Du long voyage entre sa Guinée natale et son arrivée à Saintes, en Charente-Maritime, Thierno Abdoul Bah garde des souvenirs difficiles. La première partie de sa vie, entouré d'un père commerçant et d'une mère au foyer à Conakry, fut ordinaire jusqu'à la turbulence qui a frappé sa vie d'adolescent. Suite à des soucis familiaux, il a déménagé dans un village avec sa mère, où la situation se révèle précaire : « Il faut trois heures de marche pour aller à l'école », confie-t-il.
Après un périple chaotique qui l'a conduit de la Guinée au Sénégal, puis aux Canaries, Thierno se retrouve, par un alignement improbable des astres, à La Rochelle. « J'ai pris un train à la gare de Bayonne sans même savoir où il allait », se souvient-il. C'est ici, en attendant son statut de mineur non accompagné, qu'il a vu une lueur d'espoir pour l'avenir.
« Au début, pour rattraper le niveau, je révisais toute la nuit »
Son intégration à Saintes a été facilitée par l'association Le Logis, qui lui a permis de passer des tests scolaires. Il s'est retrouvé en classe de 4e au collège Agrippa-d’Aubigné, bénéficiant du dispositif UPE2A. « Nous sommes une douzaine dans la classe, et les cours de français et de mathématiques sont cruciaux pour nous », explique-t-il.

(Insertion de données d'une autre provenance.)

//! Behavior tests for the high-volatility suite

use chrono::{DateTime, Duration, TimeZone, Utc};
use voltrix::models::market::{PriceBar, Regime};
use voltrix::models::signal::{Direction, StrategyKind};
use voltrix::regime::classify_regime;
use voltrix::strategies::volatility::{BreakoutFade, MeanReversion, RangeTrade, SqueezeBreakout};
use voltrix::strategies::{EvalContext, StrategyEvaluator};

fn start_time() -> DateTime<Utc> {
    Utc.with_ymd_and_hms(2024, 3, 1, 9, 0, 0).unwrap()
}

/// Calm tape, an accelerating ramp, then a climactic blow-off bar well beyond
/// the 3-sigma band.
fn blowoff_bars() -> Vec<PriceBar> {
    let start = start_time();
    let mut bars: Vec<PriceBar> = (0..40)
        .map(|i| {
            PriceBar::new(
                100.0,
                100.1,
                99.9,
                100.0,
                start + Duration::minutes(i as i64),
            )
        })
        .collect();
    let ramp = [103.0, 107.0, 112.0, 118.0, 124.0, 131.0, 139.0, 148.0, 158.0];
    let mut prev = 100.0;
    for (i, close) in ramp.into_iter().enumerate() {
        bars.push(PriceBar::new(
            prev,
            close + 0.5,
            prev - 0.5,
            close,
            start + Duration::minutes(40 + i as i64),
        ));
        prev = close;
    }
    bars.push(PriceBar::new(
        158.0,
        198.0,
        157.0,
        197.0,
        start + Duration::minutes(49),
    ));
    bars
}

fn ctx<'a>(window: &'a [PriceBar], regime: Regime) -> EvalContext<'a> {
    EvalContext {
        symbol: "EURUSD",
        window,
        regime,
        now: window.last().unwrap().timestamp,
        calendar: None,
    }
}

#[test]
fn test_blowoff_classifies_explosive() {
    let window = blowoff_bars();
    assert_eq!(classify_regime(&window).unwrap(), Regime::Explosive);
}

#[test]
fn test_mean_reversion_fades_upside_climax() {
    let window = blowoff_bars();
    let signal = MeanReversion
        .evaluate(&ctx(&window, Regime::Explosive))
        .expect("blow-off bar should qualify");

    assert_eq!(signal.strategy, StrategyKind::MeanReversion);
    assert_eq!(signal.direction, Direction::Sell);
    assert_eq!(signal.entry, 197.0);
    // Counter-trend short: protective stop sits above the entry.
    assert!(signal.stop > signal.entry);
    assert!(signal.confidence > 0.0 && signal.confidence <= 1.0);
    assert!((signal.allocation_total() - 1.0).abs() < 1e-9);
    // All targets are below entry for a short.
    assert!(signal.targets.iter().all(|t| t.price < signal.entry));
}

#[test]
fn test_mean_reversion_fades_downside_climax() {
    let mut window = blowoff_bars();
    // Mirror the tape around 150: upside climax becomes a downside flush.
    for bar in &mut window {
        let (open, high, low, close) = (bar.open, bar.high, bar.low, bar.close);
        bar.open = 300.0 - open;
        bar.close = 300.0 - close;
        bar.high = 300.0 - low;
        bar.low = 300.0 - high;
    }
    let signal = MeanReversion
        .evaluate(&ctx(&window, Regime::Explosive))
        .expect("mirrored flush should qualify");
    assert_eq!(signal.direction, Direction::Buy);
    assert!(signal.stop < signal.entry);
}

#[test]
fn test_mean_reversion_declines_inside_bands() {
    let start = start_time();
    let window: Vec<PriceBar> = (0..60)
        .map(|i| {
            PriceBar::new(
                100.0,
                100.2,
                99.8,
                100.0,
                start + Duration::minutes(i as i64),
            )
        })
        .collect();
    assert!(MeanReversion
        .evaluate(&ctx(&window, Regime::Explosive))
        .is_none());
}

#[test]
fn test_breakout_fade_shorts_failed_break() {
    let start = start_time();
    // Established range 99.0..101.0, then a poke above that closes back inside
    // on a rejection bar with a long upper wick.
    let mut window: Vec<PriceBar> = (0..59)
        .map(|i| {
            let up = i % 2 == 0;
            let (open, close) = if up { (99.2, 100.8) } else { (100.8, 99.2) };
            PriceBar::new(
                open,
                101.0,
                99.0,
                close,
                start + Duration::minutes(i as i64),
            )
        })
        .collect();
    window.push(PriceBar::new(
        100.8,
        102.5,
        100.2,
        100.4,
        start + Duration::minutes(59),
    ));

    let signal = BreakoutFade
        .evaluate(&ctx(&window, Regime::High))
        .expect("failed break should qualify");
    assert_eq!(signal.strategy, StrategyKind::BreakoutFade);
    assert_eq!(signal.direction, Direction::Sell);
    assert!(signal.stop > signal.entry);
}

/// Wide chop, then a tight contraction, then four rising closes with an
/// expanding final bar: the classic squeeze-and-go tape.
fn squeeze_bars() -> Vec<PriceBar> {
    let start = start_time();
    let mut bars = Vec::new();
    let mut prev = 100.0;
    for i in 0..30 {
        let close = if i % 2 == 0 { 98.0 } else { 102.0 };
        bars.push(PriceBar::new(
            prev,
            prev.max(close) + 0.3,
            prev.min(close) - 0.3,
            close,
            start + Duration::minutes(i),
        ));
        prev = close;
    }
    for i in 30..46 {
        let close = if i % 2 == 0 { 99.95 } else { 100.05 };
        bars.push(PriceBar::new(
            prev,
            prev.max(close) + 0.05,
            prev.min(close) - 0.05,
            close,
            start + Duration::minutes(i),
        ));
        prev = close;
    }
    let buildup = [
        (100.3, 100.5, 99.95),
        (100.7, 100.9, 100.2),
        (101.2, 101.4, 100.6),
        (101.8, 102.1, 101.1),
    ];
    for (j, (close, high, low)) in buildup.into_iter().enumerate() {
        bars.push(PriceBar::new(
            prev,
            high,
            low,
            close,
            start + Duration::minutes(46 + j as i64),
        ));
        prev = close;
    }
    bars
}

#[test]
fn test_squeeze_breakout_fires_on_contraction_and_buildup() {
    let window = squeeze_bars();
    let signal = SqueezeBreakout
        .evaluate(&ctx(&window, Regime::Elevated))
        .expect("contraction plus rising closes should qualify");

    assert_eq!(signal.strategy, StrategyKind::SqueezeBreakout);
    assert_eq!(signal.direction, Direction::Buy);
    assert_eq!(signal.entry, 101.8);
    assert!(signal.stop < signal.entry);
    assert!((signal.allocation_total() - 1.0).abs() < 1e-9);
}

#[test]
fn test_squeeze_declines_without_contraction() {
    // Same chop throughout: bandwidth never contracts, so no squeeze.
    let start = start_time();
    let mut prev = 100.0;
    let window: Vec<PriceBar> = (0..50)
        .map(|i| {
            let close = if i % 2 == 0 { 98.0 } else { 102.0 };
            let bar = PriceBar::new(
                prev,
                prev.max(close) + 0.3,
                prev.min(close) - 0.3,
                close,
                start + Duration::minutes(i),
            );
            prev = close;
            bar
        })
        .collect();
    assert!(SqueezeBreakout
        .evaluate(&ctx(&window, Regime::Elevated))
        .is_none());
}

#[test]
fn test_range_trade_declines_mid_range() {
    let start = start_time();
    // Wide range but last close sits in the middle, far from either boundary.
    let window: Vec<PriceBar> = (0..60)
        .map(|i| {
            let phase = i % 4;
            let (open, close) = match phase {
                0 => (95.0, 105.0),
                1 => (105.0, 100.0),
                2 => (100.0, 95.0),
                _ => (95.0, 100.0),
            };
            PriceBar::new(
                open,
                open.max(close) + 0.2,
                open.min(close) - 0.2,
                close,
                start + Duration::minutes(i as i64),
            )
        })
        .collect();
    assert!(RangeTrade.evaluate(&ctx(&window, Regime::High)).is_none());
}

Thierno travaille dur, conscient qu'il a une opportunité unique. « J'étudiais nuit et jour, mais mes éducateurs m'ont conseillé de prendre soin de moi », admet-il.
Les enseignants ne tarissent pas d'éloges à son égard. Tahina Vandestoc, éducatrice au Samie, évoque son éthique de travail : « C'est un élève exceptionnel, et son avenir promet d'être brillant. »
Vers une autonomie durable
Thierno Abdoul vit désormais dans un appartement partagé, avec le soutien de l'association APLB Cafic, qui veille à sa protection et à son autonomie. En plus des études, il gère son budget d'une manière qui lui est propre : « Chaque samedi, je fais mes courses pour la semaine », explique-t-il. Pour lui, l'éducation en France est une bénédiction qu'il ne prend pas pour acquise. « En Guinée, il n'y avait pas d'ordinateurs, juste des ardoises », ajoute-t-il avec nostalgie.
Actuellement en classe de 3e, Thierno a découvert une passion pour l'histoire, se distinguant récemment lors d'un concours national sur la Résistance. « J'ai appris sur la Shoah, la bravoure des résistants. J'aime aussi lire tout ce qui me tombe sous la main », partage-t-il avec enthousiasme.
Ambition d'avenir
Après avoir passé son brevet, il se projettera dans un bac professionnel en gestion à Cognac. « Il est impératif qu'il soit autonome à sa majorité. Il doit également préparer un bilan de sa situation pour son avenir », explique Tahina Vandestoc. Ses professeurs lui reconnaissent un profil solide pour poursuivre ses études de droit. « Mon rêve est de devenir avocat. Il faut faire respecter la loi pour la paix dans le monde », conclut-il avec détermination.